Verter agua hirviendo por el lavaplatos es una práctica común en muchas cocinas, especialmente al vaciar ollas con restos de cocción. Aunque este gesto puede parecer inofensivo, es importante cuestionar si realmente es lo más adecuado para nuestras instalaciones. La temperatura extrema del agua puede ser un factor de desgaste que a menudo no se considera. La clave radica en conocer los límites de los materiales de las conducciones y cómo estos responden al calor.
En la mayoría de las viviendas en Chile, los sistemas de evacuación de aguas residuales están compuestos por tuberías de PVC. Según la empresa española Leroy Merlin, este material es el más utilizado debido a su facilidad de instalación y su capacidad para adaptarse a diferentes grosores mediante piezas de unión. Las tuberías de PVC se comercializan en tramos rígidos y semirrígidos, lo que proporciona flexibilidad en el montaje y un buen rendimiento en los desagües domésticos.
Estas tuberías están diseñadas principalmente para conducir el agua por gravedad y no para soportar presión. Son económicas, ligeras y se encuentran comúnmente en lavaplatos, lavamanos y baños, lo que hace que la mayoría de los hogares las utilicen.
En cuanto a la resistencia del PVC al agua, es importante considerar qué sucede cuando estas tuberías reciben agua a altas temperaturas.
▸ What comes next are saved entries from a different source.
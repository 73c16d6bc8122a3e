//! Bulk-insert statement synthesis
//!
//! Values are positional, so every tuple is aligned to the schema's column
//! order. A record lacking a column yields [`ColumnValue::Missing`], which the
//! configured [`MissingValuePolicy`] renders as `''`, `NULL`, or an error.

use serde::{Deserialize, Serialize};

use super::batcher::Batch;
use super::feed::models::FeedRecord;

/// Default ceiling on the encoded statement length in bytes.
pub const DEFAULT_MAX_STATEMENT_BYTES: usize = 256 * 1024;

/// Errors raised while synthesizing statements
#[derive(Debug, Clone, PartialEq, Eq, thiserror::Error)]
pub enum StatementError {
    #[error("table schema has no columns")]
    EmptySchema,

    #[error("cannot build an insert statement for an empty batch")]
    EmptyBatch,

    #[error("record {sku} has no value for column {column}")]
    MissingField { sku: String, column: String },

    #[error("record {sku} alone encodes to {len} bytes, over the {max} byte limit")]
    RecordTooLarge { sku: String, len: usize, max: usize },
}

/// Ordered column names of the target table
#[derive(Debug, Clone, PartialEq, Eq, Default)]
pub struct Schema {
    columns: Vec<String>,
}

impl Schema {
    pub fn new<I, S>(columns: I) -> Self
    where
        I: IntoIterator<Item = S>,
        S: Into<String>,
    {
        Self {
            columns: columns.into_iter().map(Into::into).collect(),
        }
    }

    pub fn columns(&self) -> &[String] {
        &self.columns
    }

    pub fn is_empty(&self) -> bool {
        self.columns.is_empty()
    }
}

/// How a column absent from a record is encoded
#[derive(Debug, Clone, Copy, PartialEq, Eq, Serialize, Deserialize, Default)]
#[serde(rename_all = "snake_case")]
pub enum MissingValuePolicy {
    /// Legacy behaviour: an empty string literal, whatever the column type
    #[default]
    EmptyString,
    /// SQL `NULL`
    Null,
    /// Fail the statement
    Reject,
}

impl std::str::FromStr for MissingValuePolicy {
    type Err = String;

    fn from_str(s: &str) -> std::result::Result<Self, Self::Err> {
        match s.to_lowercase().as_str() {
            "empty_string" | "empty" | "legacy" => Ok(Self::EmptyString),
            "null" => Ok(Self::Null),
            "reject" | "error" => Ok(Self::Reject),
            other => Err(format!("Invalid missing value policy: {}", other)),
        }
    }
}

/// A record's value for one schema column
#[derive(Debug, Clone, Copy, PartialEq, Eq)]
pub enum ColumnValue<'a> {
    Text(&'a str),
    Missing,
}

/// Values of `record` in schema order
pub fn align<'r>(schema: &Schema, record: &'r FeedRecord) -> Vec<ColumnValue<'r>> {
    schema
        .columns()
        .iter()
        .map(|column| match record.get(column) {
            Some(value) => ColumnValue::Text(value),
            None => ColumnValue::Missing,
        })
        .collect()
}

/// Quote a SQL string literal, doubling embedded single quotes
pub fn quote_literal(value: &str) -> String {
    format!("'{}'", value.replace('\'', "''"))
}

/// Quote an identifier; dotted names are quoted per segment
pub fn quote_identifier(name: &str) -> String {
    name.split('.')
        .map(|segment| format!("\"{}\"", segment.replace('"', "\"\"")))
        .collect::<Vec<_>>()
        .join(".")
}

/// Builds `INSERT INTO ... VALUES ...` statements for one table
#[derive(Debug, Clone)]
pub struct StatementBuilder {
    table: String,
    missing: MissingValuePolicy,
}

impl StatementBuilder {
    pub fn new(table: impl Into<String>, missing: MissingValuePolicy) -> Self {
        Self {
            table: table.into(),
            missing,
        }
    }

    pub fn table(&self) -> &str {
        &self.table
    }

    /// One statement covering every record of `batch`
    pub fn build(&self, schema: &Schema, batch: &Batch) -> Result<String, StatementError> {
        self.build_records(schema, &batch.records)
    }

    /// Build one statement per slice of `batch`, splitting until each fits in
    /// `max_bytes`
    ///
    /// Order is preserved: concatenating the slices gives the batch back.
    pub fn build_bounded(
        &self,
        schema: &Schema,
        batch: &Batch,
        max_bytes: usize,
    ) -> Result<Vec<String>, StatementError> {
        let mut statements = Vec::new();
        self.build_split(schema, &batch.records, max_bytes, &mut statements)?;
        Ok(statements)
    }

    fn build_split(
        &self,
        schema: &Schema,
        records: &[FeedRecord],
        max_bytes: usize,
        out: &mut Vec<String>,
    ) -> Result<(), StatementError> {
        let statement = self.build_records(schema, records)?;
        if statement.len() <= max_bytes {
            out.push(statement);
            return Ok(());
        }

        if let [record] = records {
            return Err(StatementError::RecordTooLarge {
                sku: record.sku().to_string(),
                len: statement.len(),
                max: max_bytes,
            });
        }

        let (head, tail) = records.split_at(records.len() / 2);
        self.build_split(schema, head, max_bytes, out)?;
        self.build_split(schema, tail, max_bytes, out)
    }

    fn build_records(
        &self,
        schema: &Schema,
        records: &[FeedRecord],
    ) -> Result<String, StatementError> {
        if schema.is_empty() {
            return Err(StatementError::EmptySchema);
        }
        if records.is_empty() {
            return Err(StatementError::EmptyBatch);
        }

        let columns = schema
            .columns()
            .iter()
            .map(|c| quote_identifier(c))
            .collect::<Vec<_>>()
            .join(", ");

        let mut statement = format!(
            "INSERT INTO {} ({}) VALUES ",
            quote_identifier(&self.table),
            columns
        );

        for (index, record) in records.iter().enumerate() {
            if index > 0 {
                statement.push_str(", ");
            }
            self.write_tuple(&mut statement, schema, record)?;
        }

        Ok(statement)
    }

    fn write_tuple(
        &self,
        out: &mut String,
        schema: &Schema,
        record: &FeedRecord,
    ) -> Result<(), StatementError> {
        out.push('(');
        for (index, (value, column)) in align(schema, record)
            .into_iter()
            .zip(schema.columns())
            .enumerate()
        {
            if index > 0 {
                out.push_str(", ");
            }
            match value {
                ColumnValue::Text(text) => out.push_str(&quote_literal(text)),
                ColumnValue::Missing => match self.missing {
                    MissingValuePolicy::EmptyString => out.push_str("''"),
                    MissingValuePolicy::Null => out.push_str("NULL"),
                    MissingValuePolicy::Reject => {
                        return Err(StatementError::MissingField {
                            sku: record.sku().to_string(),
                            column: column.clone(),
                        })
                    },
                },
            }
        }
        out.push(')');
        Ok(())
    }
}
El PVC es un material termoplástico que mantiene sus propiedades en un rango de temperaturas moderadas, pero comienza a perder rigidez al superar los límites recomendados.
Los fabricantes indican que el PVC estándar, conocido como PVC-U, puede soportar de manera segura temperaturas de hasta 60 °C. Sin embargo, al sobrepasar esta temperatura, el material se vuelve más flexible, pierde resistencia y puede deformarse con el tiempo. Para aplicaciones industriales, existen variantes como el PVC-C, que toleran temperaturas de hasta 90 °C, aunque estas no son las más comunes en las viviendas.
El problema radica en que el agua hirviendo alcanza los 100 °C, lo que está muy por encima de lo que una tubería de PVC doméstica puede soportar sin riesgo de deterioro.
Cuando se vierte agua hirviendo de forma ocasional, como al escurrir pasta o arroz, generalmente no se produce un fallo inmediato en las tuberías. Sin embargo, si esta práctica se repite con frecuencia o se vierten grandes cantidades de agua caliente, puede acortar la vida útil de las tuberías, favoreciendo deformaciones, pequeñas fugas o incluso roturas a medio plazo.
Además, si las tuberías ya están envejecidas o se encuentran en zonas frías, el choque térmico puede aumentar el riesgo de aparición de grietas.
Por lo tanto, aunque verter agua hirviendo no es un gesto peligroso en sí mismo, es recomendable no convertirlo en una costumbre habitual.
Para evitar problemas, se sugieren algunos consejos prácticos:
– Dejar correr agua fría al mismo tiempo que se vierte agua caliente, lo que ayuda a reducir el impacto térmico sobre la tubería.
– Evitar volcar grandes volúmenes de agua hirviendo de golpe; es preferible hacerlo poco a poco.
– Utilizar ollas coladoras o esperar a que el agua se temple antes de verterla.
– Si en el hogar es común manipular grandes cantidades de agua caliente, considerar el uso de materiales alternativos como CPVC, cobre o PEX, que son más resistentes a altas temperaturas.